I was also inspired to focus on this work because of my American studies courses at UMBC. One course I took was entitled The Critical Analysis of Gay and Lesbians in America, while another class asked and answered the question, What does it mean to be American? These classes sparked an intellectual curiosity in me for deep social questions, and made me a believer that we always need to have a critical eye, and we always need to challenge the status quo.Lydia Coley visiting Washington, DC for a cultural tour. Photo courtesy of Johns Hopking University.
How was the research process and what resources did you use to conduct your research?
I started by searching and reading extensively. One article leads to another, which leads to another, until you discover more in-depth pieces aligned to your research question. The beginning felt overwhelming, because I had an idea that I was passionate about, and I had a thesis I felt was strong, but I was faced with the challenge of finding research to inform and support it.
So I leaned heavily on Shannon Simpson, librarian for Student Engagement and Information Fluency, at Sheridan Libraries and Museums, who helped me navigate the landscape and get to the root of the scope of my argument, so we could take the next step and determine what exactly to look for. Her help was invaluable— the program didn’t just teach me important research skills, it also taught me to leverage the knowledge and experience of those around me.
What was one of the highlights of the Mellon Scholars Research Program?
That had to be The Leadership Alliance National Symposium, a conference where scholars met and interacted with former and aspiring graduate students. It was an eye-opening, life-changing moment for me personally.
The Leadership Alliance helps minority students advance in academia, so it felt like a support system that could spark ideas—and a new personal vision for the future—for many of us. Before joining the program, I never even thought about getting a doctorate. I figured I would have to get a master’s degree if I were going to become an educator, but I had never thought about getting a PhD. That changed at the conference, and because of this fellowship.

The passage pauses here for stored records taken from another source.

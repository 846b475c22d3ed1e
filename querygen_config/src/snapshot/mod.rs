//! The immutable, fully-resolved configuration snapshot.

use std::collections::BTreeMap;
use std::sync::Arc;

use camino::{Utf8Path, Utf8PathBuf};
use serde::{Deserialize, Serialize};

use crate::error::{OptionsError, OptionsResult};
use crate::options::{
    CodegenModels, NullableFieldStyle, OperationIdStrategy, PatternSet, ScalarMapping,
    TargetLanguage,
};
use crate::raw::RawOptions;
use crate::registry::OptionValue;

/// Fully-resolved configuration consumed by the generator backend.
///
/// Total and immutable: every registered option has exactly one value,
/// there are no setters, and the snapshot can be shared across concurrent
/// readers. Serialises to a JSON object keyed by option name, the same
/// shape [`RawOptions::from_json`] accepts, so a snapshot can be fed back
/// through resolution unchanged.
#[derive(Clone, Debug, Eq, PartialEq, Serialize, Deserialize)]
#[serde(rename_all = "camelCase", deny_unknown_fields)]
pub struct ResolvedOptions {
    target_language: TargetLanguage,
    codegen_models: CodegenModels,
    use_semantic_naming: bool,
    package_name_prefix: String,
    operation_id_strategy: OperationIdStrategy,
    custom_scalar_mappings: Vec<ScalarMapping>,
    excluded_query_files: Vec<String>,
    sealed_enums_matching: PatternSet,
    generate_metadata: bool,
    always_generate_types_matching: PatternSet,
    metadata_output_file: Utf8PathBuf,
    flatten_models: bool,
    generate_fragment_implementations: bool,
    nullable_field_style: NullableFieldStyle,
    generate_model_builders: bool,
    generate_data_builders: bool,
    generate_test_builders: bool,
    source_folders: Vec<Utf8PathBuf>,
}

impl ResolvedOptions {
    /// Materialise a snapshot from the resolver's typed values.
    ///
    /// The value map serialises to the snapshot's own JSON shape, so this
    /// round-trips through serde; a mismatch means the catalogue and the
    /// snapshot have drifted apart and is reported as
    /// [`OptionsError::Snapshot`].
    pub(crate) fn from_values(
        values: &BTreeMap<&'static str, OptionValue>,
    ) -> OptionsResult<Self> {
        let object = serde_json::to_value(values)
            .map_err(|source| Arc::new(OptionsError::Snapshot { source: Box::new(source) }))?;
        serde_json::from_value(object)
            .map_err(|source| Arc::new(OptionsError::Snapshot { source: Box::new(source) }))
    }

    /// Output-language flavour targeted by the generator.
    #[must_use]
    pub const fn target_language(&self) -> TargetLanguage {
        self.target_language
    }

    /// Shape of the generated operation models.
    #[must_use]
    pub const fn codegen_models(&self) -> CodegenModels {
        self.codegen_models
    }

    /// Whether generated names follow schema semantics.
    #[must_use]
    pub const fn use_semantic_naming(&self) -> bool {
        self.use_semantic_naming
    }

    /// Prefix prepended to every generated package name; empty for none.
    #[must_use]
    pub fn package_name_prefix(&self) -> &str {
        &self.package_name_prefix
    }

    /// Strategy for persisted operation identifiers.
    #[must_use]
    pub const fn operation_id_strategy(&self) -> OperationIdStrategy {
        self.operation_id_strategy
    }

    /// Custom scalar mappings, in supplied order.
    #[must_use]
    pub fn custom_scalar_mappings(&self) -> &[ScalarMapping] {
        &self.custom_scalar_mappings
    }

    /// Query documents excluded from generation, as opaque glob strings.
    #[must_use]
    pub fn excluded_query_files(&self) -> &[String] {
        &self.excluded_query_files
    }

    /// Schema enums generated as sealed classes when their name matches.
    #[must_use]
    pub const fn sealed_enums_matching(&self) -> &PatternSet {
        &self.sealed_enums_matching
    }

    /// Whether a metadata artefact is emitted for downstream modules.
    #[must_use]
    pub const fn generate_metadata(&self) -> bool {
        self.generate_metadata
    }

    /// Schema types generated even when unused by any operation.
    #[must_use]
    pub const fn always_generate_types_matching(&self) -> &PatternSet {
        &self.always_generate_types_matching
    }

    /// Where the metadata artefact is written; empty when none is.
    #[must_use]
    pub fn metadata_output_file(&self) -> &Utf8Path {
        &self.metadata_output_file
    }

    /// Whether nested model types are hoisted to shorter paths.
    #[must_use]
    pub const fn flatten_models(&self) -> bool {
        self.flatten_models
    }

    /// Whether fragments get concrete implementation classes.
    #[must_use]
    pub const fn generate_fragment_implementations(&self) -> bool {
        self.generate_fragment_implementations
    }

    /// Representation of nullable fields in wrapper-flavour models.
    #[must_use]
    pub const fn nullable_field_style(&self) -> NullableFieldStyle {
        self.nullable_field_style
    }

    /// Whether operation models get fluent builders.
    #[must_use]
    pub const fn generate_model_builders(&self) -> bool {
        self.generate_model_builders
    }

    /// Whether schema types get data builders for fakes.
    #[must_use]
    pub const fn generate_data_builders(&self) -> bool {
        self.generate_data_builders
    }

    /// Whether operations get test builders.
    #[must_use]
    pub const fn generate_test_builders(&self) -> bool {
        self.generate_test_builders
    }

    /// Root folders scanned for schema and operation documents.
    #[must_use]
    pub fn source_folders(&self) -> &[Utf8PathBuf] {
        &self.source_folders
    }

    /// Re-export the snapshot as a fully-specified raw configuration.
    ///
    /// Every option is explicit in the result, so resolving it again
    /// yields a snapshot identical to `self`.
    #[must_use]
    pub fn to_raw(&self) -> RawOptions {
        use crate::registry::names;

        RawOptions::builder()
            .set(names::TARGET_LANGUAGE, self.target_language)
            .set(names::CODEGEN_MODELS, self.codegen_models)
            .set(names::USE_SEMANTIC_NAMING, self.use_semantic_naming)
            .set(names::PACKAGE_NAME_PREFIX, self.package_name_prefix.as_str())
            .set(names::OPERATION_ID_STRATEGY, self.operation_id_strategy)
            .set(
                names::CUSTOM_SCALAR_MAPPINGS,
                self.custom_scalar_mappings
                    .iter()
                    .map(ToString::to_string)
                    .collect::<Vec<_>>(),
            )
            .set(names::EXCLUDED_QUERY_FILES, self.excluded_query_files.clone())
            .set(
                names::SEALED_ENUMS_MATCHING,
                self.sealed_enums_matching.sources().to_vec(),
            )
            .set(names::GENERATE_METADATA, self.generate_metadata)
            .set(
                names::ALWAYS_GENERATE_TYPES_MATCHING,
                self.always_generate_types_matching.sources().to_vec(),
            )
            .set(
                names::METADATA_OUTPUT_FILE,
                self.metadata_output_file.clone(),
            )
            .set(names::FLATTEN_MODELS, self.flatten_models)
            .set(
                names::GENERATE_FRAGMENT_IMPLEMENTATIONS,
                self.generate_fragment_implementations,
            )
            .set(names::NULLABLE_FIELD_STYLE, self.nullable_field_style)
            .set(names::GENERATE_MODEL_BUILDERS, self.generate_model_builders)
            .set(names::GENERATE_DATA_BUILDERS, self.generate_data_builders)
            .set(names::GENERATE_TEST_BUILDERS, self.generate_test_builders)
            .set(names::SOURCE_FOLDERS, self.source_folders.clone())
            .build()
    }
}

Here’s why. It was through exposure to and interaction with those who had achieved their PhD that I considered new possibilities. It helped me realize I should set my sights high, and challenged me personally to figure out who I want to be and where I want to go—questions I’m still asking myself.
For now, because I plan to be a teacher, I think it would be beneficial to work in the field as an educator, do work in the classroom, and identify and understand the real issues on the ground by getting first-hand experience before getting a PhD, doing research, or exploring policymaking as a career.
How have your experiences at CCBC prepared you for UMBC?
Community colleges are so important for so many students. I gained invaluable research skills and have become more comfortable working independently. I now have the confidence to share my ideas with others. More than anything, my experience at a two-year college helped me grow personally by fostering my intellectual curiosity. And now that I have this research under my belt, if I approach a professor at my new university and express my research interest, I now have the experience, background, and know-how to be taken seriously and to be successful.
But more than anything, CCBC and the fellowship have made me more of a well-rounded student. What I learned through both experiences—through research techniques and more—will stay with me throughout college, graduate school, and the rest of my life.